The adoption of machine learning (ML) by domains like computational science and cyber-physical systems has brought immense opportunity to accelerate research progress in these disciplines. However, idiosyncratic domain properties like high data generation costs, data corruption or compute restrictions often lead to novel failure modes of otherwise successful ML pipelines. This talk proposes a new design paradigm called 'parsimonious machine learning' as a viable solution to overcome common ML failure modes due to data and compute paucity in scientific and cyber-physical contexts. Specifically, the talk will demonstrate novel techniques that develop generalizable ML pipelines, alleviating the adverse effects of data paucity and compute paucity by leveraging a 'hierarchy-of-compute' design.

BIOGRAPHY

Nikhil Muralidhar.

Nikhil Muralidhar is an assistant professor in the Department of Computer Science at Stevens Institute of Technology. At Stevens, Nikhil leads the Scientific AI (ScAI) lab with a focus on developing novel machine learning techniques for application in scientific, cyber-physical and epidemiological contexts. Nikhil has published over 25 articles in top-tier conferences like ICLR, IJCAI, AAAI, IEEE ICDM, SIAM SDM and journals like ACM TIST and Physics of Fluids.
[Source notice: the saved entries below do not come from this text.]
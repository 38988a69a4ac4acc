//! Shared types and constants for the falling-block engine.
//!
//! Everything here is plain data with no dependencies, so the engine, the
//! input mapping and the terminal view can all agree on the same vocabulary.
//!
//! # Grid Dimensions
//!
//! - **Columns**: 10 (indexed 0-9, left to right)
//! - **Rows**: 24 (indexed 0-23, bottom to top)
//! - **Visible rows**: 0-19; rows 20-23 are the hidden spawn buffer
//!
//! # Timing Defaults
//!
//! | Constant | Value | Description |
//! |----------|-------|-------------|
//! | `TICK_MS` | 16 | Runner timestep (~60 FPS) |
//! | `BASE_FALL_MS` | 600 | Gravity interval at level 1 |
//! | `MIN_FALL_MS` | 50 | Gravity interval floor |
//! | `LOCK_DELAY_MS` | 200 | Grace period before a resting piece locks |
//! | `LOCK_RESET_LIMIT` | 15 | Lock timer resets allowed per piece |
//!
//! # Examples
//!
//! ```
//! use blockfall_types::{Coord, PieceKind, GRID_COLS, GRID_ROWS, VISIBLE_ROWS};
//!
//! assert_eq!(PieceKind::from_index(2), PieceKind::T);
//! assert_eq!(PieceKind::T.as_str(), "T");
//! assert_eq!(GRID_COLS, 10);
//! assert_eq!(GRID_ROWS, 24);
//! assert_eq!(VISIBLE_ROWS, 20);
//!
//! let c = Coord::new(21, 4);
//! assert!(c.in_bounds());
//! assert!(c.is_hidden());
//! ```

/// Grid width in cells.
pub const GRID_COLS: usize = 10;

/// Grid height in cells, including the hidden spawn buffer.
pub const GRID_ROWS: usize = 24;

/// Rows `0..VISIBLE_ROWS` form the visible playfield.
pub const VISIBLE_ROWS: usize = 20;

/// Total number of cells on the grid.
pub const GRID_CELLS: usize = GRID_COLS * GRID_ROWS;

/// Number of upcoming pieces exposed by the bag preview.
pub const NEXT_PREVIEW: usize = 5;

/// Runner timestep in milliseconds (16ms ≈ 60 FPS).
pub const TICK_MS: u32 = 16;

/// Gravity interval at level 1.
pub const BASE_FALL_MS: u32 = 600;

/// Gravity never gets faster than this.
pub const MIN_FALL_MS: u32 = 50;

/// Time a resting piece may still be nudged before it locks.
pub const LOCK_DELAY_MS: u32 = 200;

/// Maximum number of lock timer resets per piece.
pub const LOCK_RESET_LIMIT: u8 = 15;

/// Points for clearing N rows at once, before the level multiplier.
///
/// Index 0 is unused (no clear, no points).
pub const LINE_SCORES: [u32; 5] = [0, 40, 100, 300, 1200];

/// Lines needed per level step.
pub const LINES_PER_LEVEL: u32 = 10;

/// Lowest level a session can be on.
pub const MIN_LEVEL: u32 = 1;

/// The seven tetromino piece kinds.
///
/// Colors are a presentation concern and live in the terminal view.
#[derive(Debug, Clone, Copy, PartialEq, Eq, Hash)]
pub enum PieceKind {
    O,
    I,
    T,
    S,
    Z,
    J,
    L,
}

impl PieceKind {
    /// All seven kinds, in declaration order.
    pub const ALL: [PieceKind; 7] = [
        PieceKind::O,
        PieceKind::I,
        PieceKind::T,
        PieceKind::S,
        PieceKind::Z,
        PieceKind::J,
        PieceKind::L,
    ];

    /// Map an index in `0..7` to a piece kind.
    ///
    /// # Panics
    ///
    /// Panics if `index >= 7`; the piece set is closed, so any other value is a
    /// caller bug.
    pub fn from_index(index: usize) -> Self {
        match Self::ALL.get(index) {
            Some(kind) => *kind,
            None => panic!("undefined piece index {index}"),
        }
    }

    /// Position of this kind in [`PieceKind::ALL`].
    pub fn index(self) -> usize {
        match self {
            PieceKind::O => 0,
            PieceKind::I => 1,
            PieceKind::T => 2,
            PieceKind::S => 3,
            PieceKind::Z => 4,
            PieceKind::J => 5,
            PieceKind::L => 6,
        }
    }

    /// Single uppercase letter, as shown in the side panel.
    pub fn as_str(&self) -> &'static str {
        match self {
            PieceKind::O => "O",
            PieceKind::I => "I",
            PieceKind::T => "T",
            PieceKind::S => "S",
            PieceKind::Z => "Z",
            PieceKind::J => "J",
            PieceKind::L => "L",
        }
    }
}

/// A cell on the grid: `None` is empty, `Some(kind)` is filled.
pub type Cell = Option<PieceKind>;

/// Grid coordinate. Rows grow upward from the floor, columns grow rightward.
///
/// Signed so that intermediate results (a rotation poking past a wall) can be
/// represented before bounds correction pulls them back in.
#[derive(Debug, Clone, Copy, PartialEq, Eq, Hash)]
pub struct Coord {
    pub row: i8,
    pub col: i8,
}

impl Coord {
    pub const fn new(row: i8, col: i8) -> Self {
        Self { row, col }
    }

    /// Whether the coordinate lies inside the 24x10 grid.
    pub fn in_bounds(&self) -> bool {
        self.row >= 0
            && (self.row as usize) < GRID_ROWS
            && self.col >= 0
            && (self.col as usize) < GRID_COLS
    }

    /// Whether the coordinate lies in the hidden spawn buffer.
    pub fn is_hidden(&self) -> bool {
        self.row >= VISIBLE_ROWS as i8
    }

    /// Translate by `(d_row, d_col)`.
    pub fn offset(&self, d_row: i8, d_col: i8) -> Self {
        Self {
            row: self.row + d_row,
            col: self.col + d_col,
        }
    }
}

/// Horizontal direction for sideways moves.
#[derive(Debug, Clone, Copy, PartialEq, Eq)]
pub enum Direction {
    Left,
    Right,
}

impl Direction {
    /// Column delta for one step in this direction.
    pub fn delta(self) -> i8 {
        match self {
            Direction::Left => -1,
            Direction::Right => 1,
        }
    }
}

/// Discrete input events delivered by the presentation layer.
#[derive(Debug, Clone, Copy, PartialEq, Eq)]
pub enum GameAction {
    /// Move piece one cell left
    MoveLeft,
    /// Move piece one cell right
    MoveRight,
    /// Drop piece one cell down
    SoftDrop,
    /// Drop to the floor and lock immediately
    HardDrop,
    /// Rotate piece 90° clockwise around its pivot
    RotateCw,
    /// Hold current piece (once per lock)
    Hold,
    /// Toggle pause state
    Pause,
}

impl GameAction {
    /// camelCase name, used in trace logs.
    pub fn as_str(&self) -> &'static str {
        match self {
            GameAction::MoveLeft => "moveLeft",
            GameAction::MoveRight => "moveRight",
            GameAction::SoftDrop => "softDrop",
            GameAction::HardDrop => "hardDrop",
            GameAction::RotateCw => "rotateCw",
            GameAction::Hold => "hold",
            GameAction::Pause => "pause",
        }
    }
}
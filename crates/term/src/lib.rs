//! Terminal "game renderer" module.
//!
//! A small, game-oriented rendering layer: a session snapshot is drawn into a
//! plain framebuffer, which is then diffed and flushed to the terminal. No
//! widget toolkit, and precise control over aspect ratio (2 chars wide per
//! cell by default).

pub mod fb;
pub mod game_view;
pub mod renderer;

pub use blockfall_core as core;
pub use blockfall_types as types;

pub use fb::{CellStyle, FrameBuffer, Glyph, Rgb};
pub use game_view::{piece_color, AnchorY, GameView, Viewport};
pub use renderer::{encode_diff_into, encode_full_into, TerminalRenderer};
//! Terminal input module.
//!
//! Maps `crossterm` key events into [`crate::types::GameAction`]. Quitting and
//! restarting are front-end concerns and are reported separately.

pub mod map;

pub use blockfall_types as types;

pub use map::{handle_key_event, is_restart, should_quit};
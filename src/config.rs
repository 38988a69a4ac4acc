//! Runner configuration, read from `BLOCKFALL_*` environment variables.
//!
//! Unset or unparsable values fall back to the defaults.

use std::time::{SystemTime, UNIX_EPOCH};

use crate::core::SessionConfig;
use crate::types::{BASE_FALL_MS, LOCK_DELAY_MS, TICK_MS};

#[derive(Debug, Clone, Copy, PartialEq, Eq)]
pub struct RunConfig {
    /// Seed for the first session. Restarts derive theirs from it.
    pub seed: u64,
    pub lock_delay_ms: u32,
    pub base_fall_ms: u32,
    /// Fixed timestep of the game loop
    pub tick_ms: u32,
}

impl RunConfig {
    pub fn from_env() -> Self {
        Self::from_lookup(|key| std::env::var(key).ok())
    }

    /// Build from any key lookup. `from_env` passes the process environment.
    pub fn from_lookup(lookup: impl Fn(&str) -> Option<String>) -> Self {
        let parsed = |key: &str| lookup(key).and_then(|s| s.trim().parse::<u64>().ok());

        let seed = parsed("BLOCKFALL_SEED").unwrap_or_else(clock_seed);
        let lock_delay_ms = parsed("BLOCKFALL_LOCK_DELAY_MS")
            .and_then(|v| u32::try_from(v).ok())
            .unwrap_or(LOCK_DELAY_MS);
        let base_fall_ms = parsed("BLOCKFALL_BASE_FALL_MS")
            .and_then(|v| u32::try_from(v).ok())
            .filter(|&v| v > 0)
            .unwrap_or(BASE_FALL_MS);
        let tick_ms = parsed("BLOCKFALL_TICK_MS")
            .and_then(|v| u32::try_from(v).ok())
            .filter(|&v| v > 0)
            .unwrap_or(TICK_MS);

        Self {
            seed,
            lock_delay_ms,
            base_fall_ms,
            tick_ms,
        }
    }

    /// Session settings for the `generation`-th game of this run.
    pub fn session_config(&self, generation: u64) -> SessionConfig {
        SessionConfig {
            seed: self.seed.wrapping_add(generation),
            lock_delay_ms: self.lock_delay_ms,
            base_fall_ms: self.base_fall_ms,
            ..SessionConfig::default()
        }
    }
}

impl Default for RunConfig {
    fn default() -> Self {
        Self::from_lookup(|_| None)
    }
}

fn clock_seed() -> u64 {
    SystemTime::now()
        .duration_since(UNIX_EPOCH)
        .map(|d| d.as_nanos() as u64)
        .unwrap_or(1)
}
Nikhil also serves as a PC member for ICLR, NeurIPS, ICML, SIAM SDM, IEEE Big Data. He has also contributed a book chapter to the book titled: Science Guided Machine Learning: Emerging Trends in Combining Scientific Knowledge with Data-driven Methods.

Prior to joining Stevens, Nikhil completed his Ph.D at Virginia Tech and was nominated for College of Engineering Outstanding Doctoral Student award and the Outstanding Doctoral Dissertation award by the Computer Science Department. Nikhil was awarded the Outstanding Academic Achievement award during his M.S. at George Mason University.